_What needs to be done_
Extract the lines from the first line of the records below through the line containing "fully compiled statement.", inclusive, and reproduce them exactly as written.

::: Provided data

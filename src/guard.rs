//! # Read-Only Guard
//!
//! Rejects anything that is not a plain SELECT before it can reach the
//! executor. The guard runs on every raw condition fragment and again on
//! every fully compiled statement.

use crate::error::{Error, Result};
use regex::Regex;
use std::sync::OnceLock;

/// Compiled patterns for statement screening
struct Patterns {
	write_keyword: Regex,
	leading_select: Regex,
}

impl Patterns {
	fn new() -> Self {
		Self {
			// Any DML/DDL/administrative keyword, case-insensitive
			write_keyword: Regex::new(
				r"(?i)\b(INSERT|UPDATE|DELETE|DROP|ALTER|CREATE|TRUNCATE|REPLACE|MERGE|GRANT|REVOKE|ATTACH|VACUUM|PRAGMA)\b",
			)
			.unwrap(),
			// Outermost statement must start with SELECT
			leading_select: Regex::new(r"(?i)^\s*SELECT\b").unwrap(),
		}
	}
}

static PATTERNS: OnceLock<Patterns> = OnceLock::new();

fn patterns() -> &'static Patterns {
	PATTERNS.get_or_init(Patterns::new)
}

/// Check a raw SQL fragment (a condition body, not a full statement).
///
/// Fragments may not contain statement separators or write keywords;
/// embedded subqueries are fine.
///
/// # Examples
///
/// ```
/// use grappelli::guard::check_fragment;
///
/// assert!(check_fragment("price > discount * 2").is_ok());
/// assert!(check_fragment("1 = 1; DROP TABLE users").is_err());
/// ```
pub fn check_fragment(sql: &str) -> Result<()> {
	if sql.contains(';') {
		return Err(Error::ReadOnlyViolation(format!(
			"statement separator in fragment: {}",
			sql
		)));
	}
	if let Some(m) = patterns().write_keyword.find(sql) {
		return Err(Error::ReadOnlyViolation(format!(
			"forbidden keyword `{}` in fragment: {}",
			m.as_str(),
			sql
		)));
	}
	Ok(())
}

/// Check a fully compiled statement: fragment rules plus the requirement
/// that the outermost statement is a SELECT.
pub fn check_statement(sql: &str) -> Result<()> {
	check_fragment(sql)?;
	if !patterns().leading_select.is_match(sql) {
		return Err(Error::ReadOnlyViolation(format!(
			"statement is not a SELECT: {}",
			sql
		)));
	}
	Ok(())
}

#[cfg(test)]
mod tests {
	use super::*;

	#[test]
	fn test_plain_select_passes() {
		assert!(check_statement("SELECT * FROM users WHERE id = $1").is_ok());
		assert!(check_statement("  select 1").is_ok());
	}

	#[test]
	fn test_write_keywords_rejected() {
		for sql in [
			"INSERT INTO users VALUES (1)",
			"SELECT * FROM users; DELETE FROM users",
			"UPDATE users SET name = 'x'",
			"DROP TABLE users",
			"SELECT * FROM users WHERE id IN (SELECT id FROM t) UNION ALTER TABLE x",
		] {
			assert!(check_statement(sql).is_err(), "accepted: {}", sql);
		}
	}

	#[test]
	fn test_non_select_statement_rejected() {
		assert!(check_statement("WITH x AS (SELECT 1) SELECT * FROM x").is_err());
		assert!(check_statement("EXPLAIN SELECT 1").is_err());
	}

	#[test]
	fn test_fragment_allows_subqueries() {
		assert!(
			check_fragment("price = (SELECT MAX(price) FROM items WHERE owner_id = items.owner_id)")
				.is_ok()
		);
	}

	#[test]
	fn test_keyword_must_be_word_bounded() {
		// Column names containing a keyword as a substring are fine
		assert!(check_fragment("updated_at IS NULL").is_ok());
		assert!(check_fragment("created_by = $1").is_ok());
	}
}
//! # Eager-Load Orchestrator
//!
//! Populates declared relationships for a batch of instances via
//! additional batched queries, avoiding one query per instance.
//!
//! Requested paths are grouped by their first segment, so `"b.c"` and
//! `"b.d"` fetch `b` once and then recurse into `c` and `d` against the
//! same fetched set. Nested recursion regroups by concrete model first,
//! which also handles the polymorphic fan-out after a `morph_to` hop.
//!
//! Every load is routed through the dedup registry: relations already
//! marked loaded are skipped, and overlapping concurrent requests for
//! the same `(object set, relation)` key collapse into a single fetch.

mod registry;
mod strategies;

pub use registry::{LoadState, RequestKey};
pub use strategies::IN_CHUNK_SIZE;

use crate::engine::Engine;
use crate::error::{Error, Result};
use crate::model::{InstanceHandle, ModelMeta};
use crate::query::RefineFn;
use crate::value::KeyValue;
use futures::future::BoxFuture;
use futures::FutureExt;
use indexmap::IndexMap;
use std::sync::Arc;

/// One requested relation path: dot-delimited for nesting, colon-suffixed
/// for column restriction, optionally refined by a callback applied to
/// the relation query before it runs
#[derive(Clone)]
pub struct EagerSpec {
	path: String,
	refine: Option<RefineFn>,
}

impl EagerSpec {
	/// # Examples
	///
	/// ```
	/// use grappelli::EagerSpec;
	///
	/// let spec = EagerSpec::new("posts.comments:id,body");
	/// assert_eq!(spec.path(), "posts.comments:id,body");
	/// ```
	pub fn new(path: impl Into<String>) -> Self {
		Self {
			path: path.into(),
			refine: None,
		}
	}

	pub fn refined(
		path: impl Into<String>,
		refine: impl Fn(crate::QueryBuilder) -> crate::QueryBuilder + Send + Sync + 'static,
	) -> Self {
		Self {
			path: path.into(),
			refine: Some(Arc::new(refine)),
		}
	}

	pub fn path(&self) -> &str {
		&self.path
	}
}

impl From<&str> for EagerSpec {
	fn from(path: &str) -> Self {
		Self::new(path)
	}
}

impl From<String> for EagerSpec {
	fn from(path: String) -> Self {
		Self::new(path)
	}
}

/// Merged view of every spec sharing one head relation name
#[derive(Default)]
struct PathGroup {
	columns: Option<Vec<String>>,
	saw_unrestricted: bool,
	refine: Option<RefineFn>,
	nested: Vec<EagerSpec>,
}

impl PathGroup {
	fn restriction(&self) -> Option<&[String]> {
		if self.saw_unrestricted {
			None
		} else {
			self.columns.as_deref()
		}
	}
}

/// Split a path into its head segment and the remaining nested path
fn split_head(path: &str) -> (&str, Option<&str>) {
	match path.split_once('.') {
		Some((head, rest)) => (head, Some(rest)),
		None => (path, None),
	}
}

/// Split a head segment into relation name and column restriction
fn split_columns(head: &str) -> (&str, Option<Vec<String>>) {
	match head.split_once(':') {
		Some((name, columns)) => {
			let columns: Vec<String> = columns
				.split(',')
				.map(str::trim)
				.filter(|c| !c.is_empty())
				.map(String::from)
				.collect();
			(name, Some(columns))
		}
		None => (head, None),
	}
}

fn group_paths(specs: &[EagerSpec]) -> IndexMap<String, PathGroup> {
	let mut groups: IndexMap<String, PathGroup> = IndexMap::new();
	for spec in specs {
		let (head, rest) = split_head(&spec.path);
		let (name, columns) = split_columns(head);
		let group = groups.entry(name.to_string()).or_default();

		match columns {
			Some(columns) => match &mut group.columns {
				Some(existing) => {
					for column in columns {
						if !existing.contains(&column) {
							existing.push(column);
						}
					}
				}
				None => group.columns = Some(columns),
			},
			None => group.saw_unrestricted = true,
		}

		match rest {
			// The refinement travels with the deepest segment of its path
			Some(rest) => group.nested.push(EagerSpec {
				path: rest.to_string(),
				refine: spec.refine.clone(),
			}),
			None => {
				if spec.refine.is_some() {
					group.refine = spec.refine.clone();
				}
			}
		}
	}
	groups
}

/// Batched relation loader bound to one engine
pub struct Loader {
	engine: Arc<Engine>,
}

impl Loader {
	pub(crate) fn new(engine: Arc<Engine>) -> Self {
		Self { engine }
	}

	/// Load the given relation paths onto a batch of instances.
	///
	/// Instances may span several models; they are regrouped per model
	/// before descriptors are resolved. Relations already concretely
	/// assigned everywhere (or marked loaded in the registry for every
	/// instance id) are not fetched again.
	pub async fn load<S>(&self, instances: &[InstanceHandle], specs: &[S]) -> Result<()>
	where
		S: Clone + Into<EagerSpec>,
	{
		let specs: Vec<EagerSpec> = specs.iter().cloned().map(Into::into).collect();
		self.load_set(instances.to_vec(), specs).await
	}

	fn load_set(
		&self,
		instances: Vec<InstanceHandle>,
		specs: Vec<EagerSpec>,
	) -> BoxFuture<'_, Result<()>> {
		Box::pin(async move {
			if instances.is_empty() || specs.is_empty() {
				return Ok(());
			}

			let mut by_model: IndexMap<String, Vec<InstanceHandle>> = IndexMap::new();
			for handle in instances {
				let model = handle.read().model().to_string();
				by_model.entry(model).or_default().push(handle);
			}

			for (model, group) in by_model {
				let meta = self.engine.registry().expect(&model)?;
				self.load_model_set(&meta, group, &specs).await?;
			}
			Ok(())
		})
	}

	async fn load_model_set(
		&self,
		meta: &Arc<ModelMeta>,
		instances: Vec<InstanceHandle>,
		specs: &[EagerSpec],
	) -> Result<()> {
		for (name, group) in group_paths(specs) {
			self.ensure_loaded(meta, &instances, &name, &group).await?;

			if group.nested.is_empty() {
				continue;
			}
			// Recurse with the just-fetched related set as the new roots
			let children: Vec<InstanceHandle> = instances
				.iter()
				.filter_map(|handle| handle.read().relation(&name).map(|v| v.handles()))
				.flatten()
				.collect();
			if !children.is_empty() {
				self.load_set(children, group.nested.clone()).await?;
			}
		}
		Ok(())
	}

	/// Fetch one relation for the instance set unless bookkeeping says
	/// it is already populated, collapsing concurrent duplicates into a
	/// single underlying fetch
	async fn ensure_loaded(
		&self,
		meta: &Arc<ModelMeta>,
		instances: &[InstanceHandle],
		name: &str,
		group: &PathGroup,
	) -> Result<()> {
		// Concretely assigned everywhere: nothing to fetch
		if instances
			.iter()
			.all(|handle| handle.read().relation_loaded(name))
		{
			return Ok(());
		}

		let ids: Vec<KeyValue> = instances
			.iter()
			.filter_map(|handle| handle.read().key_of(meta.primary_key()))
			.collect();
		let state = self.engine.load_state();

		// The id-keyed registry covers logical rows refetched as fresh
		// objects: if every id is marked, the relation set was already
		// populated once and is not fetched again
		if !ids.is_empty() && ids.len() == instances.len() && state.all_loaded(meta.name(), &ids, name)
		{
			return Ok(());
		}

		let descriptor = meta.relation(name)?;
		let key = RequestKey::new(meta.name(), ids, vec![name.to_string()]);

		let (pending, token) = state.join_or_start(&key, || {
			let engine = Arc::clone(&self.engine);
			let meta = Arc::clone(meta);
			let name = name.to_string();
			let descriptor = descriptor.clone();
			let instances = instances.to_vec();
			let columns = group.restriction().map(<[String]>::to_vec);
			let refine = group.refine.clone();
			async move {
				tracing::debug!(
					target: "grappelli::loader",
					model = meta.name(),
					relation = %name,
					instances = instances.len(),
					"eager load started"
				);
				let outcome = strategies::fetch_relation(
					&engine,
					&meta,
					&name,
					&descriptor,
					&instances,
					columns.as_deref(),
					refine.as_ref(),
				)
				.await;
				match outcome {
					Ok(related) => {
						let ids: Vec<KeyValue> = instances
							.iter()
							.filter_map(|handle| handle.read().key_of(meta.primary_key()))
							.collect();
						engine.load_state().mark_loaded(meta.name(), ids, &name);
						tracing::debug!(
							target: "grappelli::loader",
							model = meta.name(),
							relation = %name,
							related = related.len(),
							"eager load complete"
						);
						Ok(())
					}
					Err(err) => Err(Arc::new(err)),
				}
			}
			.boxed()
		});

		let outcome = pending.await;
		// Settled either way: a failed key must be retryable
		state.settle(&key, token);
		outcome.map_err(|err| Error::shared(&err))
	}
}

::::::

_Written reply_
filename src/guard.rs
//! # Read-Only Guard
//!
//! Rejects anything that is not a plain SELECT before it can reach the
//! executor. The guard runs on every raw condition fragment and again on
//! every fully compiled statement.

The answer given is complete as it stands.